Mean teachers are better role models
Paper ---- NIPS 2017 poster ---- NIPS 2017 spotlight slides ---- Blog post
By Antti Tarvainen, Harri Valpola (The Curious AI Company)
Mean Teacher is a simple method for semi-supervised learning. It consists of the following steps:
- Take a supervised architecture and make a copy of it. Let's call the original model the student and the new one the teacher.
- At each training step, use the same minibatch as inputs to both the student and the teacher but add random augmentation or noise to the inputs separately.
- Add an additional consistency cost between the student and teacher outputs (after softmax).
- Let the optimizer update the student weights normally.
- Let the teacher weights be an exponential moving average (EMA) of the student weights. That is, after each training step, update the teacher weights a little bit toward the student weights.
Our contribution is the last step. Laine and Aila [paper] used shared parameters between the student and the teacher, or used a temporal ensemble of teacher predictions. In comparison, Mean Teacher is more accurate and applicable to large datasets.
Mean Teacher works well with modern architectures. Combining Mean Teacher with ResNets, we improved the state of the art in semi-supervised learning on the ImageNet and CIFAR-10 datasets.
|ImageNet using 10% of the labels
||top-5 validation error
|Variational Auto-Encoder [paper]
||35.42 ± 0.90
|Mean Teacher ResNet-152
||9.11 ± 0.12
|All labels, state of the art [paper]
|CIFAR-10 using 4000 labels
||9.98 ± 0.21
|Mean Teacher ResNet-26
||6.28 ± 0.15
|All labels, state of the art [paper]
There are two implementations, one for TensorFlow and one for PyTorch.
The PyTorch version is probably easier to adapt to your needs,
since it follows typical PyTorch idioms, and there's a natural place to
add your model and dataset. Let me know if anything needs clarification.
Regarding the results in the paper, the experiments using a traditional
ConvNet architecture were run with the TensorFlow version.
The experiments using residual networks were run with the PyTorch version.
Tips for choosing hyperparameters and other tuning
Mean Teacher introduces two new hyperparameters: EMA decay rate and consistency cost weight. The optimal value for each of these depends on the dataset, the model, and the composition of the minibatches. You will also need to choose how to interleave unlabeled samples and labeled samples in minibatches.

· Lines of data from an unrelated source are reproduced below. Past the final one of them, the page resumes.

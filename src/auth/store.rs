//! Durable persistence for the authorization token

use std::fs;
use std::path::{Path, PathBuf};

use anyhow::{Context, Result};
use tracing::{debug, info, warn};

use super::token::{expiry_display, AuthorizationToken};
use crate::error::AuthError;

const TOKEN_FILE: &str = "authorization_token.json";

/// File-backed store for the `authorization_token` record.
///
/// One record at a time; a missing file is the ordinary logged-out state, not
/// an error.
pub struct TokenStore {
    dir: PathBuf,
}

impl TokenStore {
    /// Create a store rooted at the given data directory
    pub fn new(dir: impl Into<PathBuf>) -> Self {
        Self { dir: dir.into() }
    }

    /// Create a store in the per-user data directory
    pub fn open_default() -> Result<Self> {
        Ok(Self::new(default_data_dir()?))
    }

    /// Load the persisted token, applying the startup validation rules.
    ///
    /// Interactive-session tokens never survive a restart: they are cleared on
    /// load and absent is returned. A device token with an expiry in the past
    /// is likewise cleared. A device token without expiry is valid forever.
    pub fn load(&self) -> Option<AuthorizationToken> {
        let token = self.read_raw()?;

        if !token.device_scoped {
            info!("Stored session token found; interactive sessions do not survive restarts, deleting");
            self.discard();
            return None;
        }

        if token.is_expired() {
            info!("Stored device access token expired, deleting");
            self.discard();
            return None;
        }

        info!(
            "Device access token loaded, expires: {}",
            expiry_display(token.expires_at)
        );
        Some(token)
    }

    /// Read the persisted record without the startup validation rules.
    ///
    /// The renewal path uses this: it must see the interactive token that the
    /// running session persisted, which `load` would refuse to rehydrate.
    pub fn read_raw(&self) -> Option<AuthorizationToken> {
        let path = self.token_path();
        if !path.exists() {
            return None;
        }

        let contents = match fs::read_to_string(&path) {
            Ok(contents) => contents,
            Err(e) => {
                warn!("Failed to read token file: {}", e);
                return None;
            }
        };

        match serde_json::from_str(&contents) {
            Ok(token) => Some(token),
            Err(e) => {
                warn!("Stored token is unreadable, deleting: {}", e);
                self.discard();
                None
            }
        }
    }

    /// Persist the token, superseding any previous record
    pub fn save(&self, token: &AuthorizationToken) -> Result<(), AuthError> {
        fs::create_dir_all(&self.dir)?;

        let path = self.token_path();
        let contents = serde_json::to_string_pretty(token)
            .map_err(|e| AuthError::Storage(format!("Failed to serialize token: {}", e)))?;
        fs::write(&path, contents)?;

        // Token secret is sensitive; user-only permissions
        #[cfg(unix)]
        {
            use std::os::unix::fs::PermissionsExt;
            let mut perms = fs::metadata(&path)?.permissions();
            perms.set_mode(0o600);
            fs::set_permissions(&path, perms)?;
        }

        debug!("Authorization token persisted");
        Ok(())
    }

    /// Remove the persisted record; absent is not an error
    pub fn clear(&self) -> Result<(), AuthError> {
        let path = self.token_path();
        match fs::remove_file(&path) {
            Ok(()) => Ok(()),
            Err(e) if e.kind() == std::io::ErrorKind::NotFound => Ok(()),
            Err(e) => Err(e.into()),
        }
    }

    fn discard(&self) {
        if let Err(e) = self.clear() {
            warn!("Failed to delete stored token: {}", e);
        }
    }

    fn token_path(&self) -> PathBuf {
        self.dir.join(TOKEN_FILE)
    }

    /// Directory the store writes under
    pub fn dir(&self) -> &Path {
        &self.dir
    }
}

/// Per-user data directory for this crate
pub fn default_data_dir() -> Result<PathBuf> {
    let config_dir = dirs::config_dir().context("Cannot determine config directory")?;
    Ok(config_dir.join("helmauth"))
}

#[cfg(test)]
mod tests {
    use super::*;
    use chrono::Utc;

    #[test]
    fn test_load_missing_is_absent() {
        let dir = tempfile::tempdir().unwrap();
        let store = TokenStore::new(dir.path());
        assert!(store.load().is_none());
        assert!(store.read_raw().is_none());
    }

    #[test]
    fn test_device_token_round_trip() {
        let dir = tempfile::tempdir().unwrap();
        let store = TokenStore::new(dir.path());

        let token = AuthorizationToken::device("secret", Some(Utc::now().timestamp() + 3600));
        store.save(&token).unwrap();
        assert_eq!(store.load(), Some(token));
    }

    #[test]
    fn test_device_token_without_expiry_is_valid_forever() {
        let dir = tempfile::tempdir().unwrap();
        let store = TokenStore::new(dir.path());

        let token = AuthorizationToken::device("secret", None);
        store.save(&token).unwrap();
        assert_eq!(store.load(), Some(token));
    }

    #[test]
    fn test_expired_device_token_cleared_on_load() {
        let dir = tempfile::tempdir().unwrap();
        let store = TokenStore::new(dir.path());

        let token = AuthorizationToken::device("secret", Some(Utc::now().timestamp() - 10));
        store.save(&token).unwrap();
        assert!(store.load().is_none());
        // The record itself is gone, not just filtered
        assert!(store.read_raw().is_none());
    }

    #[test]
    fn test_session_token_never_rehydrates() {
        let dir = tempfile::tempdir().unwrap();
        let store = TokenStore::new(dir.path());

        let token = AuthorizationToken::session("secret", Some(Utc::now().timestamp() + 3600));
        store.save(&token).unwrap();
        assert!(store.load().is_none());
        assert!(store.read_raw().is_none());
    }

    #[test]
    fn test_read_raw_skips_startup_validation() {
        let dir = tempfile::tempdir().unwrap();
        let store = TokenStore::new(dir.path());

        let token = AuthorizationToken::session("secret", Some(Utc::now().timestamp() + 3600));
        store.save(&token).unwrap();
        assert_eq!(store.read_raw(), Some(token));
    }

    #[test]
    fn test_unparseable_record_cleared() {
        let dir = tempfile::tempdir().unwrap();
        let store = TokenStore::new(dir.path());

        fs::create_dir_all(dir.path()).unwrap();
        fs::write(dir.path().join(TOKEN_FILE), "{ not json").unwrap();
        assert!(store.read_raw().is_none());
        assert!(!dir.path().join(TOKEN_FILE).exists());
    }

    #[test]
    fn test_clear_is_idempotent() {
        let dir = tempfile::tempdir().unwrap();
        let store = TokenStore::new(dir.path());
        store.clear().unwrap();
        store.clear().unwrap();
    }
}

Here are some rules of thumb to get you started:
- If you are working on a new dataset, it may be easiest to start with only labeled data and do pure supervised training. Then when you are happy with the architecture and hyperparameters, add mean teacher. The same network should work well, although you may want to tune down regularization such as weight decay that you have used with small data.
- Mean Teacher needs some noise in the model to work optimally. In practice, the best noise is probably random input augmentations. Use whatever relevant augmentations you can think of: the algorithm will train the model to be invariant to them.
- It's useful to dedicate a portion of each minibatch for labeled examples. Then the supervised training signal is strong enough early on to train quickly and prevent getting stuck into uncertainty. In the PyTorch examples we have a quarter or a half of the minibatch for the labeled examples and the rest for the unlabeled. (See TwoStreamBatchSampler in Pytorch code.)
- For EMA decay rate 0.999 seems to be a good starting point.
- You can use either MSE or KL-divergence as the consistency cost function. For KL-divergence, a good consistency cost weight is often between 1.0 and 10.0. For MSE, it seems to be between the number of classes and the number of classes squared. On small datasets we saw MSE getting better results, but KL always worked pretty well too.
- It may help to ramp up the consistency cost in the beginning over the first few epochs until the teacher network starts giving good predictions.
- An additional trick we used in the PyTorch examples: Have two seperate logit layers at the top level. Use one for classification of labeled examples and one for predicting the teacher output. And then have an additional cost between the logits of these two predictions. The intent is the same as with the consistency cost rampup: in the beginning the teacher output may be wrong, so loosen the link between the classification prediction and the consistency cost. (See the --logit-distance-cost argument in the PyTorch implementation.)